A quick background of Medicare can help us explain MMSEA Section 111 further. Medicare was introduced back in 1965 as a primary source of payment and amended in 1980 to be a secondary source. With this update, called the Medicare Secondary Payer Statute (MSP), workers’ compensation and primary insurers became the primary payers. The statute limited Medicare’s responsibility for these benefits, but it requires significant data transparency to enforce. The MMSEA reporting requirements aim to support enforcement through amendments to MSP.

One notable, recent update to MMSEA comes from the Provide Accurate Information Directly (PAID) Act, which Congress passed in late 2020. It helped NGHP RREs better identify Medicare beneficiaries with improved data from the Centers for Medicare and Medicaid Services (CMS). It offers more details about enrollment, including participation in Medicare Advantage (Part C) or a Prescription Drug (Part D) plan, to ease reporting demands for RREs.

CMS introduced MMSEA Section 111 to help identify primary payers and support more accurate benefits payments. In other words, it helps CMS avoid paying for benefits that should be covered by primary insurance providers. It also authorizes CMS and RREs to exchange health insurance information electronically. While Section 111 reporting supports a necessary part of Medicare administration, it also adds some challenges for RREs, who must dedicate time and energy to accurate, timely reporting.

Penalties of Non-Compliance With Section 111 of MMSEA

Non-compliance with CMS MMSEA Section 111 can come with steep fines, including civil money penalties (CMPs) of up to $1,000 per claim per day. The statutory maximum penalty is up to $365,000 per beneficiary per year. CMS proposed limiting these penalties in February 2020 with a 3-year standardization time limit, but the final ruling timeline has been extended to Feb. 18, 2024. After the ruling is published, CMS can levy penalties, so RREs must ensure a dependable reporting process ahead of this deadline.

Who Has to Report Under MMSEA Section 111?

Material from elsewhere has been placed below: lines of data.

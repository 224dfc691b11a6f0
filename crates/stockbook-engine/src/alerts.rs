//! Minimum-stock alert checks.

use chrono::Utc;
use stockbook_core::{PositionCode, ProductRef, Qty};
use stockbook_store::{AlertId, StockAlert};
use stockbook_telemetry::Metrics;
use tracing::warn;

use crate::engine::Stock;

impl Stock {
    /// Register a minimum-stock alert for a product, optionally
    /// scoped to one position.
    pub fn set_alert(
        &self,
        product: ProductRef,
        position: Option<PositionCode>,
        min_quantity: Qty,
    ) -> AlertId {
        self.store().add_alert(product, position, min_quantity)
    }

    /// Deactivate an alert; returns false when the id is unknown.
    pub fn clear_alert(&self, id: AlertId) -> bool {
        self.store().deactivate_alert(id)
    }

    /// Check every active alert (optionally narrowed to one product)
    /// against today's availability. Counts physical stock and
    /// already-due planned stock only; future production does not
    /// mask a present shortage.
    ///
    /// Triggered alerts are stamped and returned with the availability
    /// that tripped them.
    pub fn check_alerts(&self, product: Option<&ProductRef>) -> Vec<(StockAlert, Qty)> {
        let now = Utc::now();
        let today = now.date_naive();
        let mut triggered = Vec::new();

        for alert_cell in self.store().alerts() {
            let mut alert = alert_cell.lock();
            if !alert.is_active {
                continue;
            }
            if let Some(p) = product {
                if &alert.product != p {
                    continue;
                }
            }

            let mut total = Qty::ZERO;
            for quant in self.store().quants_for_product(&alert.product) {
                if let Some(pos) = &alert.position {
                    if quant.position.as_ref() != Some(pos) {
                        continue;
                    }
                }
                if quant.is_future(today) {
                    continue;
                }
                total += quant.balance();
            }

            let held = self.held_total(&alert.product, today, alert.position.as_ref(), now);
            let available = total - held;

            if available < alert.min_quantity {
                alert.last_triggered_at = Some(now);
                warn!(
                    alert_id = %alert.id,
                    product = %alert.product,
                    min_quantity = %alert.min_quantity,
                    available = %available,
                    position = %alert
                        .position
                        .as_ref()
                        .map(|p| p.to_string())
                        .unwrap_or_else(|| "all".to_string()),
                    "stock.alert.triggered"
                );
                Metrics::alert_triggered();
                triggered.push((alert.clone(), available));
            }
        }

        triggered
    }
}

#[cfg(test)]
mod tests {
    use super::*;
    use rust_decimal_macros::dec;
    use stockbook_store::Coordinate;

    fn product() -> ProductRef {
        ProductRef::new("sku", 1)
    }

    #[test]
    fn test_alert_triggers_below_minimum() {
        let stock = Stock::with_defaults();
        stock
            .receive(
                Qty::new(dec!(4)),
                Coordinate::physical(product(), Some("vitrine".into())),
                "receipt",
                None,
            )
            .unwrap();
        stock.set_alert(product(), None, Qty::new(dec!(5)));

        let triggered = stock.check_alerts(None);
        assert_eq!(triggered.len(), 1);
        assert_eq!(triggered[0].1, Qty::new(dec!(4)));
        assert!(triggered[0].0.last_triggered_at.is_some());
    }

    #[test]
    fn test_alert_quiet_at_or_above_minimum() {
        let stock = Stock::with_defaults();
        stock
            .receive(
                Qty::new(dec!(5)),
                Coordinate::physical(product(), Some("vitrine".into())),
                "receipt",
                None,
            )
            .unwrap();
        stock.set_alert(product(), None, Qty::new(dec!(5)));

        assert!(stock.check_alerts(None).is_empty());
    }

    #[test]
    fn test_deactivated_alert_is_skipped() {
        let stock = Stock::with_defaults();
        let id = stock.set_alert(product(), None, Qty::new(dec!(5)));
        stock.clear_alert(id);

        assert!(stock.check_alerts(None).is_empty());
    }

    #[test]
    fn test_holds_count_against_alert_availability() {
        let stock = Stock::with_defaults();
        stock
            .receive(
                Qty::new(dec!(10)),
                Coordinate::physical(product(), Some("vitrine".into())),
                "receipt",
                None,
            )
            .unwrap();
        stock
            .hold(Qty::new(dec!(8)), product(), None, None, None)
            .unwrap();
        stock.set_alert(product(), None, Qty::new(dec!(5)));

        let triggered = stock.check_alerts(None);
        assert_eq!(triggered.len(), 1);
        assert_eq!(triggered[0].1, Qty::new(dec!(2)));
    }
}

RREs can be insurers or self-insurers. For self-insured or self-administered plans, the RRE is the entity which funds payment on the plan’s claims. While RREs can use agents or TPAs to help with reporting, the RRE remains responsible for the accuracy and on-time submission of the reports.

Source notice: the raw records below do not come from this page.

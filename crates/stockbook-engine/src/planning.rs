//! Production planning — plan, replan, realize.
//!
//! Planned stock lives on date-coordinate quants (`target_date` set).
//! Realizing moves the actual quantity onto a physical quant and
//! carries in-flight holds across.

use std::sync::Arc;

use chrono::NaiveDate;
use stockbook_core::{PositionCode, ProductRef, Qty, StockError, StockResult};
use stockbook_store::{Coordinate, Quant};
use stockbook_telemetry::Metrics;
use tracing::info;

use crate::engine::Stock;

impl Stock {
    /// Plan future production: a receive at the date coordinate.
    pub fn plan(
        &self,
        quantity: Qty,
        product: ProductRef,
        target_date: NaiveDate,
        reference: Option<String>,
    ) -> StockResult<Arc<Quant>> {
        self.receive(
            quantity,
            Coordinate::planned(product, target_date),
            "planned production",
            reference,
        )
    }

    /// Adjust an existing plan to a new total quantity.
    ///
    /// Fails `QuantNotFound` when nothing was ever planned for the
    /// date.
    pub fn replan(
        &self,
        quantity: Qty,
        product: ProductRef,
        target_date: NaiveDate,
        reason: &str,
    ) -> StockResult<Arc<Quant>> {
        let quant = self
            .get_quant(&product, None, Some(target_date), "")
            .ok_or_else(|| StockError::QuantNotFound {
                product: product.clone(),
                target_date,
            })?;
        self.adjust(&quant, quantity, reason)?;
        Ok(quant)
    }

    /// Realize planned production: planned -> physical.
    ///
    /// Under the planned quant's lock: reconcile the balance to
    /// `actual_quantity` if it drifted, move `actual_quantity` off
    /// the planned quant and onto the physical quant at
    /// `to_position`, then re-point every still-active hold from the
    /// planned quant to the physical one, so in-flight reservations
    /// survive the transition.
    ///
    /// Returns the physical quant. Fails `QuantNotFound` when no plan
    /// exists for the date.
    pub fn realize(
        &self,
        product: ProductRef,
        target_date: NaiveDate,
        actual_quantity: Qty,
        to_position: PositionCode,
        reason: &str,
    ) -> StockResult<Arc<Quant>> {
        let planned = self
            .get_quant(&product, None, Some(target_date), "")
            .ok_or_else(|| StockError::QuantNotFound {
                product: product.clone(),
                target_date,
            })?;

        let physical = self
            .store()
            .get_or_create_quant(&Coordinate::physical(product.clone(), Some(to_position.clone())));

        {
            // Planned quant locks before physical (distinct records:
            // one has a target date, the other never does).
            let mut planned_balance = planned.lock_balance();

            if *planned_balance != actual_quantity {
                let adjustment = actual_quantity - *planned_balance;
                self.store().apply_move(
                    &mut planned_balance,
                    planned.id,
                    adjustment,
                    format!("production adjustment: {reason}"),
                    None,
                    None,
                );
            }

            self.store().apply_move(
                &mut planned_balance,
                planned.id,
                -actual_quantity,
                format!("transfer: {reason}"),
                None,
                None,
            );
            {
                let mut physical_balance = physical.lock_balance();
                self.store().apply_move(
                    &mut physical_balance,
                    physical.id,
                    actual_quantity,
                    format!("received from production: {reason}"),
                    None,
                    None,
                );
            }

            // Carry in-flight reservations across while the planned
            // quant is still locked, so no hold can bind to it in
            // between.
            for hold in self.store().active_holds_on_quant(planned.id) {
                let mut state = hold.state();
                if state.quant == Some(planned.id) && state.status.is_active() {
                    state.quant = Some(physical.id);
                }
            }
        }

        info!(
            product = %product,
            target = %target_date,
            actual_qty = %actual_quantity,
            to_position = %to_position,
            "stock.realize"
        );
        Metrics::move_recorded("in", "realize");
        Ok(physical)
    }
}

Each quarter, RREs must submit electronic data on liability, no-fault and workers’ compensation claims for Medicare beneficiaries. CMS will then confirm the injured party’s Medicare status and confirm acceptance of the claims.

How Do I File a Section 111 MMSEA Report?

Filing an MMSEA report is technically challenging, and with such hefty fines, you will want to get it right. The reporting process for MMSEA Section 111 includes the following steps:

  1. Before you can submit anything, you will need to obtain an RRE identification number from CMS and establish a method of communicating with CMS’s platform, called an electronic data interchange (EDI). EDI provides a secure data exchange and standardized formatting, but it requires a specific type of platform that can be difficult for organizations to set up independently.
  2. You will also need to determine which people are Medicare beneficiaries according to CMS’s criteria. Age is insufficient on its own, so finding beneficiaries might be challenging. You need to submit key information about each claimant, such as social security numbers, names and dates of birth, to Medicare’s query tool to look for a match and get a corresponding Medicare ID to use with your claims.
  3. After identifying the Medicare beneficiaries within your claims, you must submit detailed reports quarterly, during a CMS-assigned submission window, and process responses from CMS to identify errors. Errors could render your claim unreported and affect compliance. Integrating your current claims system with the EDI process can be very helpful to give you visibility into the process, catch errors, and avoid data re-entry.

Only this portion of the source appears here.